Red-ink roads in U.S. forests Timber losses: Money from forests doesn't grow on trees, federal regulators admit.


NO LONGER is the U.S. Forest Service eager to appease the logging industry. The federal agency is putting a new emphasis on using its 192 million acres for recreation and tourism, instead of favoring exploitation, which last year cost taxpayers $88 million in subsidies.

An 18-month ban imposed last year on new logging roads on federal land gave rise to this change.

Recreation now accounts for three-quarters of the economic activity generated by Forest Service lands. Meantime, timber sales have plummeted 75 percent.

Logging over the years has left a legacy of 380,000 miles of roads on federal land that must be maintained at taxpayer expense. Logging firms build these access roads, then deduct the building costs from the timber royalties they owe the government. This creates a net loss for taxpayers.

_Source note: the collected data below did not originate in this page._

//! Autodash backend client
//!
//! [`DashboardClient`] is the single path to the backend. Every call goes
//! through [`DashboardClient::make_request`], which resolves the lazily
//! loaded configuration, injects the bearer token, races the request
//! against its timeout and turns non-success responses into
//! [`ClientError`]s. Authentication failures also end the local session
//! (see [`session`]).

pub mod auth;
pub mod cars;
pub mod config;
pub mod dashboard;
pub mod error;
pub mod maintenance;
pub mod query;
pub mod reports;
pub mod session;
mod timer;

pub use auth::Credentials;
pub use config::{ApiConfig, AppConfig, ConfigSource, HttpConfigSource, StaticConfig};
#[cfg(not(target_arch = "wasm32"))]
pub use config::EnvConfigSource;
pub use error::{ClientError, ErrorKind};
pub use query::{DateRange, with_query};
pub use reports::ReportKind;
pub use session::{
    DetachedNavigator, ImmediateScheduler, LogNotifier, MemoryTokenStore, Navigator, Notifier,
    Scheduler, TokenStore,
};

use bytes::Bytes;
use reqwest::header::{self, HeaderMap, HeaderName, HeaderValue};
use reqwest::{Client, ClientBuilder, Method, StatusCode};
use serde::{Serialize, de::DeserializeOwned};
use serde_json::Value;
use session::Session;
use std::sync::Arc;
use std::time::Duration;
use tokio::sync::OnceCell;

const DEFAULT_USER_AGENT: &str = concat!("autodash-client/", env!("CARGO_PKG_VERSION"));

/// Per-call options, merged over the client defaults
#[derive(Debug, Clone, Default)]
pub struct RequestOptions {
    method: Method,
    headers: HeaderMap,
    body: Option<Vec<u8>>,
    timeout: Option<Duration>,
}

impl RequestOptions {
    pub fn new(method: Method) -> Self {
        Self {
            method,
            ..Self::default()
        }
    }

    /// Add a header; it replaces any default header of the same name
    #[must_use]
    pub fn header(mut self, name: HeaderName, value: HeaderValue) -> Self {
        self.headers.insert(name, value);
        self
    }

    /// JSON-encode `body` as the request payload
    pub fn json<B: Serialize + ?Sized>(mut self, body: &B) -> Result<Self, ClientError> {
        self.body = Some(serde_json::to_vec(body)?);
        Ok(self)
    }

    /// Override the configured timeout for this call
    #[must_use]
    pub fn timeout(mut self, timeout: Duration) -> Self {
        self.timeout = Some(timeout);
        self
    }
}

/// Response as read off the wire, before status handling
struct RawResponse {
    status: StatusCode,
    is_json: bool,
    body: Bytes,
}

/// Autodash API client
#[derive(Clone)]
pub struct DashboardClient {
    http: Client,
    config_source: Arc<dyn ConfigSource>,
    config: Arc<OnceCell<ApiConfig>>,
    session: Session,
}

impl DashboardClient {
    /// Create a client for a fixed configuration with headless collaborators
    pub fn new(config: ApiConfig) -> Result<Self, ClientError> {
        Self::builder().config(config).build()
    }

    pub fn builder() -> DashboardClientBuilder {
        DashboardClientBuilder::default()
    }

    /// Resolved configuration, loading it on first use
    pub async fn config(&self) -> Result<&ApiConfig, ClientError> {
        self.config
            .get_or_try_init(|| async {
                let config = self.config_source.load().await?;
                debug!(
                    base_url = %config.api.base_url(),
                    timeout_ms = config.api.timeout_ms,
                    "Client configuration loaded"
                );
                Ok(config.api)
            })
            .await
    }

    pub fn auth_token(&self) -> Option<String> {
        self.session.tokens.get()
    }

    pub fn set_auth_token(&self, token: &str) -> Result<(), ClientError> {
        self.session.tokens.set(token)
    }

    pub fn remove_auth_token(&self) {
        self.session.tokens.remove();
    }

    fn default_headers(&self) -> HeaderMap {
        let mut headers = HeaderMap::new();
        headers.insert(
            header::CONTENT_TYPE,
            HeaderValue::from_static("application/json"),
        );

        if let Some(token) = self.auth_token() {
            match HeaderValue::from_str(&format!("Bearer {token}")) {
                Ok(mut value) => {
                    value.set_sensitive(true);
                    headers.insert(header::AUTHORIZATION, value);
                }
                Err(_) => {
                    warn!("Stored auth token is not a valid header value, sending without it");
                }
            }
        }

        headers
    }

    /// Issue a request to `endpoint` (relative to the base URL).
    ///
    /// Returns the parsed body for JSON responses and `None` for any other
    /// successful response.
    pub async fn make_request<T: DeserializeOwned>(
        &self,
        endpoint: &str,
        options: RequestOptions,
    ) -> Result<Option<T>, ClientError> {
        let RequestOptions {
            method,
            headers: overrides,
            body,
            timeout,
        } = options;

        let config = self.config().await?;
        let url = format!("{}{}", config.base_url(), endpoint);
        let timeout = timeout.unwrap_or_else(|| config.timeout());

        let mut headers = self.default_headers();
        headers.extend(overrides);

        let mut request = self.http.request(method.clone(), &url).headers(headers);
        if let Some(body) = body {
            request = request.body(body);
        }

        debug!(%method, %url, timeout_ms = timeout.as_millis(), "Sending request");
        let response = timer::with_timeout(timeout, async {
            let response = request.send().await?;
            let status = response.status();
            let is_json = response
                .headers()
                .get(header::CONTENT_TYPE)
                .and_then(|value| value.to_str().ok())
                .is_some_and(|value| value.contains("application/json"));
            let body = response.bytes().await?;
            Ok(RawResponse {
                status,
                is_json,
                body,
            })
        })
        .await
        .inspect_err(|err| {
            if let ClientError::Timeout(_) = err {
                warn!(%method, %url, "Request timed out");
            }
        })?;

        debug!(%method, %url, status = response.status.as_u16(), "Received response");
        self.handle_response(response)
    }

    fn handle_response<T: DeserializeOwned>(
        &self,
        response: RawResponse,
    ) -> Result<Option<T>, ClientError> {
        let RawResponse {
            status,
            is_json,
            body,
        } = response;

        if !status.is_success() {
            let error = ClientError::from_status(status, server_message(&body));
            if error.is_auth_expired() {
                self.session.expire();
            }
            return Err(error);
        }

        if !is_json {
            return Ok(None);
        }

        Ok(Some(serde_json::from_slice(&body)?))
    }

    /// GET `endpoint` and return the raw JSON body
    pub(crate) async fn get_json(&self, endpoint: &str) -> Result<Option<Value>, ClientError> {
        self.make_request(endpoint, RequestOptions::new(Method::GET)).await
    }

    /// Send `body` as JSON to `endpoint`
    pub(crate) async fn send_json<B: Serialize + ?Sized>(
        &self,
        method: Method,
        endpoint: &str,
        body: &B,
    ) -> Result<Option<Value>, ClientError> {
        self.make_request(endpoint, RequestOptions::new(method).json(body)?).await
    }

    pub(crate) async fn delete_json(&self, endpoint: &str) -> Result<Option<Value>, ClientError> {
        self.make_request(endpoint, RequestOptions::new(Method::DELETE)).await
    }
}

/// Message from an error body, if it carries one.
///
/// Bodies that are not JSON are logged and treated as empty. Blank fields
/// count as missing.
fn server_message(body: &[u8]) -> Option<String> {
    match serde_json::from_slice::<Value>(body) {
        Ok(value) => ["message", "error"]
            .iter()
            .find_map(|key| {
                value
                    .get(key)
                    .and_then(Value::as_str)
                    .filter(|msg| !msg.is_empty())
            })
            .map(str::to_owned),
        Err(err) => {
            warn!(%err, "Failed to parse error response body");
            None
        }
    }
}

/// Builder for DashboardClient
#[derive(Default)]
pub struct DashboardClientBuilder {
    config_source: Option<Arc<dyn ConfigSource>>,
    tokens: Option<Arc<dyn TokenStore>>,
    navigator: Option<Arc<dyn Navigator>>,
    notifier: Option<Arc<dyn Notifier>>,
    scheduler: Option<Arc<dyn Scheduler>>,
    user_agent: Option<String>,
}

impl DashboardClientBuilder {
    /// Load configuration lazily from `source` on the first request
    #[must_use]
    pub fn config_source(mut self, source: impl ConfigSource + 'static) -> Self {
        self.config_source = Some(Arc::new(source));
        self
    }

    /// Use a fixed configuration
    #[must_use]
    pub fn config(self, config: ApiConfig) -> Self {
        self.config_source(StaticConfig::new(config))
    }

    /// Where the bearer token is persisted
    #[must_use]
    pub fn token_store(mut self, tokens: Arc<dyn TokenStore>) -> Self {
        self.tokens = Some(tokens);
        self
    }

    #[must_use]
    pub fn navigator(mut self, navigator: Arc<dyn Navigator>) -> Self {
        self.navigator = Some(navigator);
        self
    }

    #[must_use]
    pub fn notifier(mut self, notifier: Arc<dyn Notifier>) -> Self {
        self.notifier = Some(notifier);
        self
    }

    #[must_use]
    pub fn scheduler(mut self, scheduler: Arc<dyn Scheduler>) -> Self {
        self.scheduler = Some(scheduler);
        self
    }

    #[must_use]
    pub fn user_agent(mut self, agent: impl Into<String>) -> Self {
        self.user_agent = Some(agent.into());
        self
    }

    /// Build the client
    pub fn build(self) -> Result<DashboardClient, ClientError> {
        let config_source = self
            .config_source
            .ok_or_else(|| ClientError::Configuration("config source is required".into()))?;

        let http = ClientBuilder::new()
            .user_agent(self.user_agent.as_deref().unwrap_or(DEFAULT_USER_AGENT))
            .build()?;

        let session = Session {
            tokens: self
                .tokens
                .unwrap_or_else(|| Arc::new(MemoryTokenStore::new())),
            navigator: self
                .navigator
                .unwrap_or_else(|| Arc::new(DetachedNavigator::default())),
            notifier: self.notifier.unwrap_or_else(|| Arc::new(LogNotifier)),
            scheduler: self.scheduler.unwrap_or_else(|| Arc::new(ImmediateScheduler)),
        };

        Ok(DashboardClient {
            http,
            config_source,
            config: Arc::new(OnceCell::new()),
            session,
        })
    }
}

Once an area is logged, the roads can be used for hiking and forestry management. But these roads and logging can destroy wildlife habitats and promote soil erosion and poisonous runoff.

For years, the net return on federal timber rights has been questioned. The General Accounting Office estimated public losses of $1 billion during 1992-1994, yet last fall the Forest Service estimated a $15 million annual loss. The latest update seems more realistic.

The government's skeptical view of logging is shared by environmentalists and fiscal conservatives. The new Forest Service chief, biologist Mike Dombeck, supports this more critical approach.

No longer is the Forest Service acting like the servant of the timber industry. The road moratorium and more honest cost accounting of timber contracts put the industry on notice that future bids will be harder to justify. This is responsible stewardship of public funds and natural resources.